# Boiled Crawfish



## HOO'S NEXT

Hey Folks,
I'm gunna boil up some bugs for my sons first birthday next month, and wanted to get some 2 cool input. I have boiled crawfish numerous times, so not looking for a how to; but more of a twist or trick that 2 coolers use to make their bugs better. I will be boiling 50-60 pounds of bugs with all the taters, corn, shrooms, sausage and shallots i can fit in da pot. I generally have a hard time getting enough spice and flavor into the bugs. I let them soak a while after killing the heat and usually use the Zatarans boil. I know there has to be a **** arse or 2 on here with more than one trick up their sleeve on kicking out a perfect batch of bugs.
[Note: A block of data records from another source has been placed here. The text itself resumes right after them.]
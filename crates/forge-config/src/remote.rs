//! Settings for one remote agent.

use crate::validation::ValidationReport;
use forge_core::{EndpointUrl, ProxyError};
use forge_routing::{HealthThresholds, LoadBalancingStrategy, TieBreak};
use secrecy::{ExposeSecret, SecretString};
use serde::{Deserialize, Serialize};
use std::collections::HashSet;
use std::time::Duration;

/// A2A client configuration for one remote agent
#[derive(Debug, Clone, Serialize, Deserialize)]
#[serde(rename_all = "camelCase")]
pub struct RemoteAgentConfig {
    /// Primary endpoint
    pub server_url: String,

    /// Path the task is posted to
    #[serde(default = "default_path")]
    pub path: String,

    /// Per-attempt timeout
    #[serde(default = "default_timeout", with = "crate::duration")]
    pub timeout: Duration,

    /// Connection establishment timeout
    #[serde(
        default,
        with = "crate::duration::option",
        skip_serializing_if = "Option::is_none"
    )]
    pub connect_timeout: Option<Duration>,

    /// Failover behavior
    #[serde(default)]
    pub failover: FailoverConfig,

    /// Credentials
    #[serde(default)]
    pub authentication: AuthenticationConfig,

    /// Response caching
    #[serde(default)]
    pub cache: CacheSettings,

    /// Health probing and hysteresis thresholds
    #[serde(default)]
    pub health_check: HealthCheckConfig,

    /// Attempts kept per endpoint for diagnostics
    #[serde(default = "default_history_size")]
    pub history_size: usize,
}

/// Failover settings
#[derive(Debug, Clone, PartialEq, Serialize, Deserialize)]
#[serde(rename_all = "camelCase")]
pub struct FailoverConfig {
    /// Alternate endpoints, tried after the primary in this order
    #[serde(default)]
    pub servers: Vec<String>,

    /// Selection strategy
    #[serde(default)]
    pub strategy: LoadBalancingStrategy,

    /// Tie-break for least-connections
    #[serde(default)]
    pub tie_break: TieBreak,

    /// Minimum wait before repeating an attempt on the same endpoint
    #[serde(default, with = "crate::duration")]
    pub retry_delay: Duration,

    /// Failovers allowed per call; defaults to one pass over the failover list
    #[serde(default, skip_serializing_if = "Option::is_none")]
    pub max_failovers: Option<u32>,

    /// Growth factor for each further repeat of one endpoint within a call
    #[serde(default = "default_backoff_multiplier")]
    pub backoff_multiplier: f64,

    /// Cap on the grown same-endpoint delay
    #[serde(
        default,
        with = "crate::duration::option",
        skip_serializing_if = "Option::is_none"
    )]
    pub max_retry_delay: Option<Duration>,
}

/// Credential settings
#[derive(Debug, Clone, Default, Serialize, Deserialize)]
#[serde(rename_all = "camelCase")]
pub struct AuthenticationConfig {
    /// Bearer token; never serialized
    #[serde(default, skip_serializing)]
    pub token: Option<SecretString>,

    /// Environment variable holding the token
    #[serde(default, skip_serializing_if = "Option::is_none")]
    pub token_env: Option<String>,

    /// Whether the remote agent rejects unauthenticated calls
    #[serde(default)]
    pub required: bool,
}

/// Response cache settings
#[derive(Debug, Clone, PartialEq, Eq, Serialize, Deserialize)]
#[serde(rename_all = "camelCase")]
pub struct CacheSettings {
    /// Whether successful outputs are cached
    #[serde(default)]
    pub enabled: bool,

    /// Entry lifetime
    #[serde(default = "default_cache_ttl", with = "crate::duration")]
    pub ttl: Duration,

    /// Maximum entries; 0 means unbounded
    #[serde(default = "default_cache_max_entries")]
    pub max_entries: usize,
}

/// Health probing settings
#[derive(Debug, Clone, PartialEq, Eq, Serialize, Deserialize)]
#[serde(rename_all = "camelCase")]
pub struct HealthCheckConfig {
    /// Whether endpoints are probed before calls
    #[serde(default)]
    pub enabled: bool,

    /// Path probed with GET
    #[serde(default = "default_health_path")]
    pub path: String,

    /// Minimum time between probes of one endpoint
    #[serde(default = "default_health_interval", with = "crate::duration")]
    pub interval: Duration,

    /// Probe timeout
    #[serde(default = "default_health_timeout", with = "crate::duration")]
    pub timeout: Duration,

    /// Consecutive failures before an endpoint turns unhealthy
    #[serde(default = "default_threshold")]
    pub unhealthy_threshold: u32,

    /// Consecutive successes before an unhealthy endpoint recovers
    #[serde(default = "default_threshold")]
    pub healthy_threshold: u32,
}

fn default_path() -> String {
    "/a2a/execute".to_string()
}

fn default_timeout() -> Duration {
    Duration::from_secs(30)
}

fn default_history_size() -> usize {
    20
}

fn default_backoff_multiplier() -> f64 {
    1.0
}

fn default_cache_ttl() -> Duration {
    Duration::from_secs(300)
}

fn default_cache_max_entries() -> usize {
    1000
}

fn default_health_path() -> String {
    "/health".to_string()
}

fn default_health_interval() -> Duration {
    Duration::from_secs(30)
}

fn default_health_timeout() -> Duration {
    Duration::from_secs(5)
}

fn default_threshold() -> u32 {
    3
}

impl Default for FailoverConfig {
    fn default() -> Self {
        Self {
            servers: Vec::new(),
            strategy: LoadBalancingStrategy::default(),
            tie_break: TieBreak::default(),
            retry_delay: Duration::ZERO,
            max_failovers: None,
            backoff_multiplier: default_backoff_multiplier(),
            max_retry_delay: None,
        }
    }
}

impl Default for CacheSettings {
    fn default() -> Self {
        Self {
            enabled: false,
            ttl: default_cache_ttl(),
            max_entries: default_cache_max_entries(),
        }
    }
}

impl Default for HealthCheckConfig {
    fn default() -> Self {
        Self {
            enabled: false,
            path: default_health_path(),
            interval: default_health_interval(),
            timeout: default_health_timeout(),
            unhealthy_threshold: default_threshold(),
            healthy_threshold: default_threshold(),
        }
    }
}

impl HealthCheckConfig {
    /// Hysteresis thresholds for the endpoint pool
    #[must_use]
    pub fn thresholds(&self) -> HealthThresholds {
        HealthThresholds {
            unhealthy_after: self.unhealthy_threshold,
            healthy_after: self.healthy_threshold,
        }
    }
}

impl AuthenticationConfig {
    /// Whether a token is available
    #[must_use]
    pub fn has_token(&self) -> bool {
        self.token
            .as_ref()
            .is_some_and(|t| !t.expose_secret().is_empty())
    }
}

impl RemoteAgentConfig {
    /// Create a configuration for a single endpoint with defaults
    pub fn new(server_url: impl Into<String>) -> Self {
        Self {
            server_url: server_url.into(),
            path: default_path(),
            timeout: default_timeout(),
            connect_timeout: None,
            failover: FailoverConfig::default(),
            authentication: AuthenticationConfig::default(),
            cache: CacheSettings::default(),
            health_check: HealthCheckConfig::default(),
            history_size: default_history_size(),
        }
    }

    /// Set the failover servers
    #[must_use]
    pub fn with_failover_servers<I, S>(mut self, servers: I) -> Self
    where
        I: IntoIterator<Item = S>,
        S: Into<String>,
    {
        self.failover.servers = servers.into_iter().map(Into::into).collect();
        self
    }

    /// Set the strategy
    #[must_use]
    pub fn with_strategy(mut self, strategy: LoadBalancingStrategy) -> Self {
        self.failover.strategy = strategy;
        self
    }

    /// Set the failover budget
    #[must_use]
    pub fn with_max_failovers(mut self, max_failovers: u32) -> Self {
        self.failover.max_failovers = Some(max_failovers);
        self
    }

    /// Set the same-endpoint retry delay
    #[must_use]
    pub fn with_retry_delay(mut self, delay: Duration) -> Self {
        self.failover.retry_delay = delay;
        self
    }

    /// Set the per-attempt timeout
    #[must_use]
    pub fn with_timeout(mut self, timeout: Duration) -> Self {
        self.timeout = timeout;
        self
    }

    /// Set the bearer token
    #[must_use]
    pub fn with_token(mut self, token: impl Into<String>) -> Self {
        self.authentication.token = Some(SecretString::new(token.into()));
        self
    }

    /// Require authentication
    #[must_use]
    pub fn with_auth_required(mut self, required: bool) -> Self {
        self.authentication.required = required;
        self
    }

    /// Enable response caching with the given TTL
    #[must_use]
    pub fn with_cache(mut self, ttl: Duration) -> Self {
        self.cache.enabled = true;
        self.cache.ttl = ttl;
        self
    }

    /// Enable health probing
    #[must_use]
    pub fn with_health_check(mut self, interval: Duration) -> Self {
        self.health_check.enabled = true;
        self.health_check.interval = interval;
        self
    }

    /// Set the hysteresis thresholds
    #[must_use]
    pub fn with_thresholds(mut self, unhealthy: u32, healthy: u32) -> Self {
        self.health_check.unhealthy_threshold = unhealthy;
        self.health_check.healthy_threshold = healthy;
        self
    }

    /// Failovers allowed per call
    #[must_use]
    pub fn effective_max_failovers(&self) -> u32 {
        self.failover
            .max_failovers
            .unwrap_or_else(|| u32::try_from(self.failover.servers.len()).unwrap_or(u32::MAX))
    }

    /// Primary endpoint followed by failover servers, parsed
    ///
    /// # Errors
    /// Returns `ProxyError::Configuration` for the first invalid URL
    pub fn endpoint_urls(&self) -> Result<Vec<EndpointUrl>, ProxyError> {
        std::iter::once(&self.server_url)
            .chain(&self.failover.servers)
            .map(|url| EndpointUrl::parse(url))
            .collect()
    }

    /// Validate the configuration, collecting every issue
    #[must_use]
    pub fn validate(&self) -> ValidationReport {
        let mut report = ValidationReport::new();

        if self.server_url.trim().is_empty() {
            report.error("serverUrl", "is required");
        } else if let Err(e) = EndpointUrl::parse(&self.server_url) {
            report.error("serverUrl", e.to_string());
        }

        let mut seen = HashSet::new();
        seen.insert(self.server_url.trim().trim_end_matches('/').to_string());
        for (i, server) in self.failover.servers.iter().enumerate() {
            let field = format!("failover.servers[{i}]");
            if let Err(e) = EndpointUrl::parse(server) {
                report.error(field, e.to_string());
            } else if !seen.insert(server.trim().trim_end_matches('/').to_string()) {
                report.warning(field, format!("duplicate endpoint '{server}'"));
            }
        }

        if !self.path.starts_with('/') {
            report.error("path", "must start with '/'");
        }

        if self.timeout.is_zero() {
            report.error("timeout", "must be greater than 0");
        }
        if self.connect_timeout.is_some_and(|t| t.is_zero()) {
            report.error("connectTimeout", "must be greater than 0");
        }

        let multiplier = self.failover.backoff_multiplier;
        if !multiplier.is_finite() || multiplier < 1.0 {
            report.error("failover.backoffMultiplier", "must be at least 1.0");
        }
        if let Some(max) = self.failover.max_retry_delay {
            if max < self.failover.retry_delay {
                report.warning(
                    "failover.maxRetryDelay",
                    "is below retryDelay; retryDelay is used",
                );
            }
        }
        if self.failover.max_failovers.is_some_and(|n| n > 0)
            && self.failover.servers.is_empty()
            && self.failover.retry_delay.is_zero()
        {
            report.warning(
                "failover.maxFailovers",
                "repeats the only endpoint without any retryDelay",
            );
        }

        if self.cache.enabled && self.cache.ttl.is_zero() {
            report.error("cache.ttl", "must be greater than 0 when the cache is enabled");
        }
        if self.cache.enabled && self.cache.max_entries == 0 {
            report.warning("cache.maxEntries", "is 0; the cache is unbounded");
        }

        let health = &self.health_check;
        if health.unhealthy_threshold == 0 {
            report.error("healthCheck.unhealthyThreshold", "must be greater than 0");
        }
        if health.healthy_threshold == 0 {
            report.error("healthCheck.healthyThreshold", "must be greater than 0");
        }
        if health.enabled {
            if health.interval.is_zero() {
                report.error("healthCheck.interval", "must be greater than 0");
            }
            if health.timeout.is_zero() {
                report.error("healthCheck.timeout", "must be greater than 0");
            }
            if !health.path.starts_with('/') {
                report.error("healthCheck.path", "must start with '/'");
            }
        }

        let auth = &self.authentication;
        if auth.required && !auth.has_token() {
            let message = match &auth.token_env {
                Some(var) => format!("is required but {var} is not set"),
                None => "is required but no token is configured".to_string(),
            };
            report.warning("authentication.token", message);
        }

        report
    }
}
Tanks for the help:brew:

Eric


----------



## fastpitch

Add Sunny Delight to your boil.


----------



## wooman

throw a bunch of ice in while they are soaking


----------



## chrism31

swap fire is the best seasoning. after you turn the fire off put a bag off ice on top of the crawfish it push them down in the pot and helps get more spice in them.


----------



## alien750

I like to add the Zatarans liquid crab boil to give it some more heat without all the salt.


----------



## boat_money

chrism31 said:


> swap fire is the best seasoning.


swamp fire or dust is really good. next is slap yo mamma. also add a stick of butter.


----------



## Jeff SATX

a couple big cans of slap ya mama, a can of cayenne, about 6 lemons cut in half, a cup of vinegar. of course you can add whatever else you want but this way is simple and get's the job done. i don't soak with ice, i just add the bugs when it boils, bring back to a boil for 2-3 minutes and remove from heat and let it soak for 15-20 minutes. 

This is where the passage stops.